И жаловался на издателей: „ЗИФ“ за „Уважаемых граждан“ платит ему 50 % гонорара, „Пролетарий“ его и совсем надул, только и зарабатываешь, чтоб иметь возможность работать.
Зощенко очень осторожен — я бы сказал: боязлив. Дней 10 назад я с детьми ездил по морю под парусом. Это было упоительно. Парус сочинил… <…> очень ловкий механик и техник. Мы наслаждались безмерно, но когда мы причалили к берегу, оказалось, что паруса запрещены береговой охраной. Вот я и написал бумагу от лица Зощенко и своего, прося береговую охрану разрешить нам кататься под парусом. Луначарский подписал эту бумагу и удостоверил, что мы вполне благонадежные люди. Но Зощенко погрузился в раздумье, испугался, просит, чтобы я зачеркнул его имя, боится „как бы чего не вышло“, — совсем расстроился от этой бумажки. <…>
Неделю тому назад он рассказал мне, как он хорош с чекистом Аграновым. „Я познакомился с ним в Москве, и он так расположился ко мне, что, приехав в Питер, сам позвонил, не нужно ли мне чего“. Я сказал Зощенке: „Вот и похлопочите… <…>“. Он сразу стал говорить, что Агранова он знает мало, что Агранов вряд ли что сделает и проч. и проч. и проч. И на лице его изобразился испуг». (Упоминаемый в их разговоре Я. С. Агранов был тогда заведующим секретно-политическим отделом ОГПУ и специализировался на работе с творческой интеллигенцией; затем, в 1934 году, стал заместителем наркома внутренних дел Г. Г. Ягоды, и в 1938 году был вместе с ним и другими работниками «органов» расстрелян.)
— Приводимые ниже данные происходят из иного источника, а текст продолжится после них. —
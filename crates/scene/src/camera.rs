//! Orbit camera.
//!
//! The eye sits on a sphere around the origin, parameterized by azimuth
//! `theta`, polar angle `phi` and `radius`, and always looks at the origin.
//! Matrices are left-handed with depth in [0, 1].

use std::f32::consts::PI;

use glam::{Mat4, Vec3};

/// Perspective projection parameters.
#[derive(Clone, Copy, Debug, PartialEq)]
pub struct Projection {
    /// Vertical field of view in radians
    pub fov_y: f32,
    /// Width / height
    pub aspect: f32,
    /// Near plane distance
    pub near: f32,
    /// Far plane distance
    pub far: f32,
}

impl Default for Projection {
    fn default() -> Self {
        Self {
            fov_y: 0.25 * PI,
            aspect: 16.0 / 9.0,
            near: 1.0,
            far: 1000.0,
        }
    }
}

/// Camera orbiting the origin in spherical coordinates.
#[derive(Clone, Debug)]
pub struct OrbitCamera {
    /// Azimuth around the Y axis
    pub theta: f32,
    /// Angle from the +Y axis
    pub phi: f32,
    /// Distance from the origin
    pub radius: f32,
    /// Projection settings
    pub projection: Projection,
}

impl Default for OrbitCamera {
    fn default() -> Self {
        Self {
            theta: 1.5 * PI,
            phi: 0.2 * PI,
            radius: 15.0,
            projection: Projection::default(),
        }
    }
}

impl OrbitCamera {
    /// Minimum distance from the target.
    pub const MIN_RADIUS: f32 = 5.0;
    /// Maximum distance from the target.
    pub const MAX_RADIUS: f32 = 150.0;

    /// Create a new camera with default settings.
    pub fn new() -> Self {
        Self::default()
    }

    /// Update the aspect ratio from a render target size.
    pub fn set_aspect(&mut self, width: u32, height: u32) {
        if height > 0 {
            self.projection.aspect = width as f32 / height as f32;
        }
    }

    /// Rotates the camera, keeping `phi` away from the poles.
    pub fn orbit(&mut self, d_theta: f32, d_phi: f32) {
        self.theta += d_theta;
        self.phi = (self.phi + d_phi).clamp(0.1, PI - 0.1);
    }

    /// Moves the camera toward or away from the origin.
    pub fn zoom(&mut self, delta: f32) {
        self.radius = (self.radius + delta).clamp(Self::MIN_RADIUS, Self::MAX_RADIUS);
    }

    /// Eye position in world space.
    pub fn eye_position(&self) -> Vec3 {
        Vec3::new(
            self.radius * self.phi.sin() * self.theta.cos(),
            self.radius * self.phi.cos(),
            self.radius * self.phi.sin() * self.theta.sin(),
        )
    }

    /// Get the view matrix.
    pub fn view_matrix(&self) -> Mat4 {
        Mat4::look_at_lh(self.eye_position(), Vec3::ZERO, Vec3::Y)
    }

    /// Get the projection matrix.
    pub fn projection_matrix(&self) -> Mat4 {
        let p = self.projection;
        Mat4::perspective_lh(p.fov_y, p.aspect, p.near, p.far)
    }
}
Эта запись сделана за десять лет до той пресловутой
Но пока следует понять состояние Зощенко в 1927 году, причины его столь осторожного, боязливого поведения в обиходной жизни, зафиксированного в «Дневнике» Чуковского со всей нелицеприятностью прирожденного наблюдателя-летописца, неустанно вбиравшего в себя события и характеры известных людей своего времени.
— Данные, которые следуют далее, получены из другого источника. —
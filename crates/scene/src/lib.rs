//! Scene data consumed by the frame pipeline.
//!
//! This crate provides the scene-side collaborators of the renderer:
//! - Owned tables of materials, geometry and render items with stable handles
//! - Render layers and their draw order
//! - Orbit camera and scene lighting
//! - Water surface simulation

pub mod camera;
pub mod geometry;
pub mod handle;
pub mod light;
pub mod render_item;
pub mod scene;
pub mod waves;

pub use camera::{OrbitCamera, Projection};
pub use geometry::{MeshGeometry, SubmeshGeometry, VertexSource};
pub use handle::{GeometryId, MaterialId, RenderItemId};
pub use light::SceneLighting;
pub use render_item::{RenderItem, RenderLayer};
pub use scene::Scene;
pub use waves::{WaveParams, Waves};
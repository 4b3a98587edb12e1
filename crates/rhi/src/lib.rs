//! Graphics API seam (Render Hardware Interface).
//!
//! This crate provides the capabilities the frame pipeline consumes from the
//! graphics API:
//! - Completion fences (software timeline and Vulkan timeline semaphore)
//! - Command buffer recording
//! - Command queues, including a simulated GPU queue
//! - Host-visible upload buffers
//! - Vertex formats

mod error;

pub mod buffer;
pub mod command;
pub mod queue;
pub mod sync;
pub mod vertex;

pub use error::{RhiError, RhiResult};

// Re-export ash types that users might need
pub use ash::vk;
Казалось бы, трусость никак несовместима с его натурой. Это он доказал и на фронте, и в литературе. Только что вышли в свет как раз те его три книги — «Уважаемые граждане», «Нервные люди», «О чем пел соловей», — в которых он (воспользуемся известным выражением его же собственного персонажа) «развернул свою идеологию в полном объеме». Что же делало его совершенно иным человеком в тех обстоятельствах, о которых сообщает Чуковский? Конечно, Зощенко был деликатен, стеснителен и особенно неумел в отношениях со всякими должностными, начальственными лицами. В том же августе, в конце, Чуковский записал, как они с Зощенко побывали в издательстве «Academia», где ему надо было взять письма Блока и где Зощенко показали готовящуюся о нем книгу со статьями видных авторов и его собственным вступлением:
«В „Academia“ ему сказали, что еще одну статью о нем пишет Замятин. Он все время молчал, насупившись.
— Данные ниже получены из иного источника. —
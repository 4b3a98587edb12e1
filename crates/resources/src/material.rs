//! Material definitions.

use glam::{Mat4, Vec3, Vec4};

use crate::ubo::MaterialConstants;

/// Surface material shared by any number of render items.
///
/// The fields are the authoritative state; [`constants`](Self::constants)
/// packs them for upload. Whoever mutates a material is responsible for
/// marking it dirty so every frame resource picks up the change.
#[derive(Debug, Clone)]
pub struct Material {
    /// Unique name for lookup
    pub name: String,
    /// Index into the per-frame material constant region
    pub constant_index: usize,
    /// Descriptor-heap slot of the diffuse texture
    pub diffuse_srv_index: u32,
    /// Diffuse reflectance (RGBA)
    pub diffuse_albedo: Vec4,
    /// Reflectance at normal incidence
    pub fresnel_r0: Vec3,
    /// Roughness factor (0.0 = smooth, 1.0 = rough)
    pub roughness: f32,
    /// Texture coordinate transform
    pub mat_transform: Mat4,
}

impl Material {
    /// Creates a material with default shading parameters.
    pub fn new(name: impl Into<String>, constant_index: usize, diffuse_srv_index: u32) -> Self {
        Self {
            name: name.into(),
            constant_index,
            diffuse_srv_index,
            diffuse_albedo: Vec4::ONE,
            fresnel_r0: Vec3::splat(0.01),
            roughness: 0.25,
            mat_transform: Mat4::IDENTITY,
        }
    }

    /// Sets the diffuse albedo.
    pub fn with_albedo(mut self, diffuse_albedo: Vec4) -> Self {
        self.diffuse_albedo = diffuse_albedo;
        self
    }

    /// Sets Fresnel R0 and roughness.
    pub fn with_surface(mut self, fresnel_r0: Vec3, roughness: f32) -> Self {
        self.fresnel_r0 = fresnel_r0;
        self.roughness = roughness;
        self
    }

    /// Current texture translation (u, v).
    pub fn texture_offset(&self) -> (f32, f32) {
        (self.mat_transform.w_axis.x, self.mat_transform.w_axis.y)
    }

    /// Replaces the texture translation, keeping the rest of the transform.
    pub fn set_texture_offset(&mut self, u: f32, v: f32) {
        self.mat_transform.w_axis.x = u;
        self.mat_transform.w_axis.y = v;
    }

    /// Packs the material for upload.
    pub fn constants(&self) -> MaterialConstants {
        MaterialConstants::new(
            self.diffuse_albedo,
            self.fresnel_r0,
            self.roughness,
            self.mat_transform,
        )
    }
}
//! Procedural meshes for the demo courtyard.
//!
//! Every solid is described as a list of convex faces. Each face gets its own
//! vertices so normals stay flat, and is triangulated as a fan. All shapes
//! are packed into one vertex/index pair and addressed through named
//! submeshes.

use std::f32::consts::TAU;

use glam::{Vec2, Vec3};

use frameflight_rhi::vertex::Vertex;
use frameflight_scene::SubmeshGeometry;

/// CPU-side vertices and 16-bit indices of one or more shapes.
#[derive(Debug, Default)]
pub struct MeshData {
    pub vertices: Vec<Vertex>,
    pub indices: Vec<u16>,
}

impl MeshData {
    /// Appends a convex polygon.
    ///
    /// The winding is flipped if needed so the normal points away from the
    /// shape's origin.
    fn push_face(&mut self, corners: &[Vec3]) {
        let centroid = corners.iter().copied().sum::<Vec3>() / corners.len() as f32;
        let mut normal = (corners[1] - corners[0])
            .cross(corners[2] - corners[0])
            .normalize_or_zero();
        let flipped = normal.dot(centroid) < 0.0;
        if flipped {
            normal = -normal;
        }

        let base = self.vertices.len() as u16;
        let count = corners.len();
        for (k, &position) in corners.iter().enumerate() {
            let angle = TAU * k as f32 / count as f32;
            let tex = Vec2::new(0.5 + 0.5 * angle.cos(), 0.5 - 0.5 * angle.sin());
            self.vertices.push(Vertex::new(position, normal, tex));
        }
        for k in 1..count as u16 - 1 {
            if flipped {
                self.indices.extend_from_slice(&[base, base + k + 1, base + k]);
            } else {
                self.indices.extend_from_slice(&[base, base + k, base + k + 1]);
            }
        }
    }

    /// Appends `other` and returns the submesh addressing it.
    pub fn append(&mut self, other: MeshData) -> SubmeshGeometry {
        let submesh = SubmeshGeometry {
            index_count: other.indices.len() as u32,
            start_index: self.indices.len() as u32,
            base_vertex: self.vertices.len() as i32,
        };
        self.vertices.extend(other.vertices);
        self.indices.extend(other.indices);
        submesh
    }
}

/// Axis-aligned box centred on the origin.
pub fn cuboid(width: f32, height: f32, depth: f32) -> MeshData {
    let (w, h, d) = (width * 0.5, height * 0.5, depth * 0.5);
    let c = |x: f32, y: f32, z: f32| Vec3::new(x * w, y * h, z * d);
    let mut mesh = MeshData::default();
    mesh.push_face(&[c(-1., -1., -1.), c(-1., 1., -1.), c(1., 1., -1.), c(1., -1., -1.)]);
    mesh.push_face(&[c(-1., -1., 1.), c(1., -1., 1.), c(1., 1., 1.), c(-1., 1., 1.)]);
    mesh.push_face(&[c(-1., 1., -1.), c(-1., 1., 1.), c(1., 1., 1.), c(1., 1., -1.)]);
    mesh.push_face(&[c(-1., -1., -1.), c(1., -1., -1.), c(1., -1., 1.), c(-1., -1., 1.)]);
    mesh.push_face(&[c(-1., -1., 1.), c(-1., 1., 1.), c(-1., 1., -1.), c(-1., -1., -1.)]);
    mesh.push_face(&[c(1., -1., -1.), c(1., 1., -1.), c(1., 1., 1.), c(1., -1., 1.)]);
    mesh
}

/// Flat `m` x `n` vertex grid in the XZ plane, facing +Y.
pub fn grid(width: f32, depth: f32, m: usize, n: usize) -> MeshData {
    let dx = width / (n - 1) as f32;
    let dz = depth / (m - 1) as f32;
    let du = 1.0 / (n - 1) as f32;
    let dv = 1.0 / (m - 1) as f32;

    let mut mesh = MeshData::default();
    for i in 0..m {
        let z = 0.5 * depth - i as f32 * dz;
        for j in 0..n {
            let x = -0.5 * width + j as f32 * dx;
            mesh.vertices.push(Vertex::new(
                Vec3::new(x, 0.0, z),
                Vec3::Y,
                Vec2::new(j as f32 * du, i as f32 * dv),
            ));
        }
    }
    for i in 0..m - 1 {
        for j in 0..n - 1 {
            let at = |r: usize, c: usize| (r * n + c) as u16;
            mesh.indices.extend_from_slice(&[
                at(i, j),
                at(i, j + 1),
                at(i + 1, j),
                at(i + 1, j),
                at(i, j + 1),
                at(i + 1, j + 1),
            ]);
        }
    }
    mesh
}

/// Square-based pyramid with its base on y = 0.
pub fn pyramid(base: f32, height: f32) -> MeshData {
    let b = base * 0.5;
    let apex = Vec3::new(0.0, height, 0.0);
    let corners = [
        Vec3::new(-b, 0.0, -b),
        Vec3::new(b, 0.0, -b),
        Vec3::new(b, 0.0, b),
        Vec3::new(-b, 0.0, b),
    ];
    let mut mesh = MeshData::default();
    for k in 0..4 {
        mesh.push_face(&[corners[k], apex, corners[(k + 1) % 4]]);
    }
    // Base faces down; its centroid is the origin, so wind it explicitly.
    mesh.push_face(&[corners[0], corners[1], corners[2], corners[3]]);
    mesh
}

/// Octahedral gem centred on the origin.
pub fn diamond(width: f32, height: f32) -> MeshData {
    let w = width * 0.5;
    let top = Vec3::new(0.0, height * 0.5, 0.0);
    let bottom = -top;
    let girdle = [
        Vec3::new(-w, 0.0, 0.0),
        Vec3::new(0.0, 0.0, w),
        Vec3::new(w, 0.0, 0.0),
        Vec3::new(0.0, 0.0, -w),
    ];
    let mut mesh = MeshData::default();
    for k in 0..4 {
        let (a, b) = (girdle[k], girdle[(k + 1) % 4]);
        mesh.push_face(&[a, top, b]);
        mesh.push_face(&[a, b, bottom]);
    }
    mesh
}

/// Wedge rising from -Z to +Z.
pub fn ramp(width: f32, height: f32, depth: f32) -> MeshData {
    let (w, d) = (width * 0.5, depth * 0.5);
    let (h0, h1) = (-height * 0.5, height * 0.5);
    let bl = Vec3::new(-w, h0, -d);
    let br = Vec3::new(w, h0, -d);
    let fl = Vec3::new(-w, h0, d);
    let fr = Vec3::new(w, h0, d);
    let tl = Vec3::new(-w, h1, d);
    let tr = Vec3::new(w, h1, d);

    let mut mesh = MeshData::default();
    mesh.push_face(&[bl, tl, tr, br]);
    mesh.push_face(&[fl, fr, tr, tl]);
    mesh.push_face(&[bl, br, fr, fl]);
    mesh.push_face(&[bl, fl, tl]);
    mesh.push_face(&[br, tr, fr]);
    mesh
}

/// Regular prism approximating a cylinder along +Y, centred on the origin.
pub fn prism(radius: f32, height: f32, slices: usize) -> MeshData {
    let h = height * 0.5;
    let ring = |y: f32| -> Vec<Vec3> {
        (0..slices)
            .map(|k| {
                let angle = TAU * k as f32 / slices as f32;
                Vec3::new(radius * angle.cos(), y, radius * angle.sin())
            })
            .collect()
    };
    let bottom = ring(-h);
    let top = ring(h);

    let mut mesh = MeshData::default();
    for k in 0..slices {
        let next = (k + 1) % slices;
        mesh.push_face(&[bottom[k], top[k], top[next], bottom[next]]);
    }
    mesh.push_face(&top);
    mesh.push_face(&bottom);
    mesh
}

/// Thin slab whose outline is a kite, standing in the XY plane.
pub fn kite(width: f32, height: f32, thickness: f32) -> MeshData {
    let outline = [
        Vec2::new(0.0, height * 0.5),
        Vec2::new(width * 0.5, height * 0.2),
        Vec2::new(0.0, -height * 0.5),
        Vec2::new(-width * 0.5, height * 0.2),
    ];
    slab(&outline, thickness)
}

/// Thin slab whose outline is a regular pentagon, standing in the XY plane.
pub fn pentagon(radius: f32, thickness: f32) -> MeshData {
    let outline: Vec<Vec2> = (0..5)
        .map(|k| {
            let angle = TAU * k as f32 / 5.0 + std::f32::consts::FRAC_PI_2;
            Vec2::new(radius * angle.cos(), radius * angle.sin())
        })
        .collect();
    slab(&outline, thickness)
}

fn slab(outline: &[Vec2], thickness: f32) -> MeshData {
    let t = thickness * 0.5;
    let front: Vec<Vec3> = outline.iter().map(|p| Vec3::new(p.x, p.y, -t)).collect();
    let back: Vec<Vec3> = outline.iter().map(|p| Vec3::new(p.x, p.y, t)).collect();

    let mut mesh = MeshData::default();
    mesh.push_face(&front);
    mesh.push_face(&back);
    for k in 0..outline.len() {
        let next = (k + 1) % outline.len();
        mesh.push_face(&[front[k], back[k], back[next], front[next]]);
    }
    mesh
}
//! Frame resource ring.
//!
//! This module provides the [`FrameManager`] struct, which owns a fixed ring
//! of [`FrameResource`]s and decides when each one may be reused.
//!
//! # Overview
//!
//! The frame manager implements a "frames in flight" pattern where multiple
//! frames can be processed concurrently:
//!
//! 1. While the GPU executes frame K, the CPU prepares frame K+1
//! 2. Each frame has its own copy of every constant region
//! 3. Each slot is stamped with the fence value of its last submission, and
//!    acquiring it again waits until the GPU has passed that value
//!
//! With N slots the CPU runs at most N-1 frames ahead of the GPU; N = 1 makes
//! every frame fully synchronous.
//!
//! # Example
//!
//! ```
//! use std::sync::Arc;
//! use frameflight_renderer::fence::FenceSynchronizer;
//! use frameflight_renderer::frame_manager::FrameManager;
//! use frameflight_renderer::frame_resource::FrameResourceDesc;
//! use frameflight_rhi::queue::SimulatedQueue;
//! use frameflight_rhi::sync::TimelineFence;
//!
//! # fn example() -> Result<(), frameflight_rhi::RhiError> {
//! let queue = SimulatedQueue::new(std::time::Duration::ZERO);
//! let mut sync = FenceSynchronizer::new(Arc::new(TimelineFence::new()), None)?;
//! let mut frames = FrameManager::new(3, &FrameResourceDesc::default())?;
//!
//! for _ in 0..6 {
//!     let frame = frames.acquire_current(&sync)?;
//!     // Write constants and record commands into `frame`...
//!     # let _ = frame;
//!     let value = sync.advance(&queue)?;
//!     frames.stamp_current(value)?;
//! }
//!
//! frames.wait_for_all_frames(&sync)?;
//! # Ok(())
//! # }
//! ```

use tracing::{debug, error, info, warn};

use frameflight_rhi::sync::FenceValue;
use frameflight_rhi::{RhiError, RhiResult};

use crate::fence::FenceSynchronizer;
use crate::frame_resource::{FrameResource, FrameResourceDesc};

/// Owns the ring of per-frame resources.
///
/// # Thread Safety
///
/// The frame manager is not thread-safe. It should only be accessed from the
/// thread running the frame loop.
#[derive(Debug)]
pub struct FrameManager {
    /// Per-frame resources.
    frames: Vec<FrameResource>,
    /// Slot handed out by the last acquire; `None` before the first one.
    current: Option<usize>,
    /// Highest value ever stamped onto a slot.
    last_stamp: FenceValue,
}

impl FrameManager {
    /// Allocates `frames_in_flight` frame resources.
    ///
    /// # Arguments
    ///
    /// * `frames_in_flight` - Ring size N, at least 1
    /// * `desc` - Region capacities shared by every slot
    ///
    /// # Errors
    ///
    /// Returns an error if `frames_in_flight` is zero or a region cannot be
    /// allocated.
    pub fn new(frames_in_flight: usize, desc: &FrameResourceDesc) -> RhiResult<Self> {
        if frames_in_flight == 0 {
            return Err(RhiError::InvalidState(
                "frame ring needs at least one slot".to_string(),
            ));
        }

        let frames = (0..frames_in_flight)
            .map(|i| FrameResource::new(i, desc))
            .collect::<RhiResult<Vec<_>>>()?;

        info!(
            "Frame manager created with {} frames in flight",
            frames_in_flight
        );

        Ok(Self {
            frames,
            current: None,
            last_stamp: FenceValue::ZERO,
        })
    }

    /// Advances to the next slot and returns it once the GPU is done with it.
    ///
    /// The first call returns slot 0; after that the index advances
    /// `(i + 1) mod N`. If the slot's stamp has not completed yet, this blocks
    /// in [`FenceSynchronizer::wait_until`].
    ///
    /// # Errors
    ///
    /// Propagates fence failures (device lost, timeout). The ring still
    /// counts the slot as current.
    pub fn acquire_current(&mut self, sync: &FenceSynchronizer) -> RhiResult<&mut FrameResource> {
        let next = match self.current {
            None => 0,
            Some(i) => (i + 1) % self.frames.len(),
        };
        self.current = Some(next);

        let stamp = self.frames[next].fence();
        if !stamp.is_zero() {
            let completed = sync.completed()?;
            if completed < stamp {
                warn!(
                    "Frame slot {} still in flight (fence {}, completed {}), waiting",
                    next, stamp, completed
                );
                sync.wait_until(stamp)?;
            }
        }

        debug!("Acquired frame slot {}", next);
        Ok(&mut self.frames[next])
    }

    /// Stamps the current slot with the fence value of its submission.
    ///
    /// Stamps must increase from one call to the next. A regression is a bug
    /// in the caller: it trips a debug assertion, and in release builds it is
    /// logged and the slot keeps the highest stamp seen so far so it is never
    /// reused early.
    ///
    /// # Errors
    ///
    /// Returns an error if no slot has been acquired yet.
    pub fn stamp_current(&mut self, value: FenceValue) -> RhiResult<()> {
        let index = self.current.ok_or_else(|| {
            RhiError::InvalidState("stamp_current called before acquire_current".to_string())
        })?;

        let stamp = if value <= self.last_stamp {
            debug_assert!(
                value > self.last_stamp,
                "fence stamp regressed: {} after {}",
                value,
                self.last_stamp
            );
            error!(
                "Fence stamp regressed on slot {}: {} after {}",
                index, value, self.last_stamp
            );
            self.last_stamp
        } else {
            value
        };

        self.frames[index].set_fence(stamp);
        self.last_stamp = stamp;
        debug!("Stamped frame slot {} with fence {}", index, stamp);
        Ok(())
    }

    /// Waits for all in-flight frames to complete.
    ///
    /// Call before releasing anything the GPU may still read.
    ///
    /// # Errors
    ///
    /// Returns an error if any wait fails.
    pub fn wait_for_all_frames(&self, sync: &FenceSynchronizer) -> RhiResult<()> {
        for frame in self.frames.iter().filter(|f| !f.fence().is_zero()) {
            sync.wait_until(frame.fence())?;
        }
        debug!("All {} frame slots retired", self.frames.len());
        Ok(())
    }

    /// Index of the slot handed out by the last acquire.
    #[inline]
    pub fn current_index(&self) -> Option<usize> {
        self.current
    }

    /// The slot handed out by the last acquire.
    pub fn current(&self) -> Option<&FrameResource> {
        self.current.map(|i| &self.frames[i])
    }

    /// The slot handed out by the last acquire, for writing.
    pub fn current_mut(&mut self) -> Option<&mut FrameResource> {
        self.current.map(|i| &mut self.frames[i])
    }

    /// Returns slot `index`.
    pub fn frame(&self, index: usize) -> Option<&FrameResource> {
        self.frames.get(index)
    }

    /// All slots in ring order.
    pub fn frames(&self) -> &[FrameResource] {
        &self.frames
    }

    /// Highest stamp applied so far.
    #[inline]
    pub fn last_stamp(&self) -> FenceValue {
        self.last_stamp
    }

    /// Returns the number of frames in flight.
    #[inline]
    pub fn frames_in_flight(&self) -> usize {
        self.frames.len()
    }
}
— Какой вы счастливый! — сказал он, когда мы вышли. — Как вы смело с ними со всеми разговариваете».
Робел Зощенко и пойти к Луначарскому, наркому просвещения и писателю, хотя сам находился уже в зените своей писательской славы. Воистину, наши недостатки есть продолжение достоинств. А Чуковский мог зайти к Луначарскому в номер босиком — дело курортное, оба литераторы, люди демократичные…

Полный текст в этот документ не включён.